Album der Woche: „Snow“ von Angus & Julia Stone

Angus & Julia Stone mit ihrem Album "Snow". In der BRF-Lifeline (15-18 Uhr).

Angus & Julia Stone; Vertigo Berlin

SNOW setzt dort an, wo die Geschwister auf Vorschlag des Produzenten Rick Rubin für das selbstbetitelte Album aus dem Jahr 2014 begannen. „Damals haben wir angefangen, gemeinsam zu schreiben, im gleichen Raum. Ich denke, wir haben eine Seite aus diesem Kapitel mit auf die neue Platte genommen, nur, dass wir diesmal alle Songs auf der Platte zusammen geschrieben haben“, so Angus.

Das Video für die Single Snow unter der Regie von Onil Kotain wurde von Karim Sukarno produziert und ist so innig und mitreißend wie der Track selbst. Man sieht, wie Angus und Julia Stone durch die australische Wüste wandern, bis sie irgendwo im Nirgendwo auf eine Kneipe stoßen, in der es heiß hergeht. Als Songwriter und Künstler, erklärt Angus, „sehen wir eine Menge Dinge ähnlich, sie kommen nur auf unterschiedliche Weise aus unserem Kopf und Herzen. Wir haben gemeinsame Erinnerungen, aber unterschiedliche Wahrnehmungen, die das gemeinsame Schaffen sehr interessant machen.“Julia fügt hinzu: „Wir können über das Gleiche sprechen, aber die Art und Weise, wie wir darüber sprechen oder fühlen, unterscheidet sich. Ich glaube, das ist es, was es für uns so spannend macht, gemeinsam zu schreiben. Es gibt eine Basis, die uns verbindet. Aber es gibt eben viele verschiedene Arten, über diese Basis zu sprechen.“ Die ersten Noten von Snow packen den Zuhörer sofort. Die Gitarre klingt wie eine kratzige, hölzerne Erinnerung, die sich über einen Moment der Stille legt. Der sanft treibende Orgelbeat steigt auf und nimmt den Zuhörer mit auf die nächste bezaubernde Reise des Bruder-Schwester-Duos. „Running from the start, here we are again“, singt Julia. „Running from the start, here we go again“, lautet die Antwort ihres Bruders.
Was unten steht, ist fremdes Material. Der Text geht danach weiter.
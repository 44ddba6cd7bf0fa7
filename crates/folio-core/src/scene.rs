//! Capability contract between the motion core and the page's visual targets.
//!
//! The core never touches a concrete scene graph. Elements are addressed by
//! `TargetId`, an opaque index into an arena owned by the frontend; geometry
//! is reported in document coordinates (already offset by the page scroll).

/// Stable handle to one visual target.
#[derive(Clone, Copy, Debug, PartialEq, Eq, Hash, PartialOrd, Ord)]
pub struct TargetId(pub u32);

impl TargetId {
    #[inline]
    pub fn index(self) -> usize {
        self.0 as usize
    }
}

/// Axis-aligned rectangle in document pixels.
#[derive(Clone, Copy, Debug, Default, PartialEq)]
pub struct Rect {
    pub top: f64,
    pub left: f64,
    pub width: f64,
    pub height: f64,
}

impl Rect {
    pub fn new(top: f64, left: f64, width: f64, height: f64) -> Self {
        Self {
            top,
            left,
            width,
            height,
        }
    }

    #[inline]
    pub fn bottom(&self) -> f64 {
        self.top + self.height
    }
}

/// Animatable properties understood by the frontend.
#[derive(Clone, Copy, Debug, PartialEq, Eq, Hash)]
pub enum Property {
    Opacity,
    /// Horizontal translation in px.
    X,
    /// Vertical translation in px.
    Y,
    /// Vertical translation as a percentage of the element's own height.
    YPercent,
    Scale,
    /// Rotation around the x axis in degrees.
    RotateX,
    /// Width as a percentage of the parent.
    WidthPercent,
    /// Whole-number text content (counters).
    Counter,
    /// A CSS custom property, written as `--name`.
    Custom(&'static str),
}

impl Property {
    /// Value assumed when the scene cannot report a current value.
    pub fn neutral(self) -> f32 {
        match self {
            Property::Opacity | Property::Scale => 1.0,
            _ => 0.0,
        }
    }
}

/// Mutations applied instantly rather than tweened.
#[derive(Clone, Debug, PartialEq)]
pub enum Mutation {
    Text(String),
    Style { name: String, value: String },
}

/// Everything the motion core needs from the page.
///
/// Setters return `false` when the target no longer exists so callers can
/// skip it; none of them fail otherwise.
pub trait Scene {
    /// Document-space bounding box of a target.
    fn bounding_box(&self, target: TargetId) -> Option<Rect>;
    /// Current value of an animatable property, if the scene tracks it.
    fn property(&self, target: TargetId, property: Property) -> Option<f32>;
    fn set_property(&mut self, target: TargetId, property: Property, value: f32) -> bool;
    fn set_text(&mut self, target: TargetId, text: &str) -> bool;
    fn set_class(&mut self, target: TargetId, class: &str, on: bool) -> bool;
    fn set_style(&mut self, target: TargetId, name: &str, value: &str) -> bool;
    /// Apply the smoothed page scroll offset.
    fn set_page_scroll(&mut self, y: f64);

    fn apply(&mut self, target: TargetId, mutation: &Mutation) -> bool {
        match mutation {
            Mutation::Text(text) => self.set_text(target, text),
            Mutation::Style { name, value } => self.set_style(target, name, value),
        }
    }
}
Chateau ist ein Song über die pure Zufriedenheit im Hier und Jetzt. Nothing Else To Do gleicht einer umwerfenden akustischen Brise –„There’s nothing else to do here but fall into your arms“, singen Angus und Julia in müheloser Harmonie.
Der Titel von Cellar Door ist dem Film Donnie Darko entliehen. Er handelt vom intensiven persönlichen Erleben der Beerdigung des Großvaters der beiden Geschwister. Auf My House Your House zeichnen sie mit einem Call-and-Response-Groove einen gemeinsamen Ort aus verschiedenen Blickwinkeln.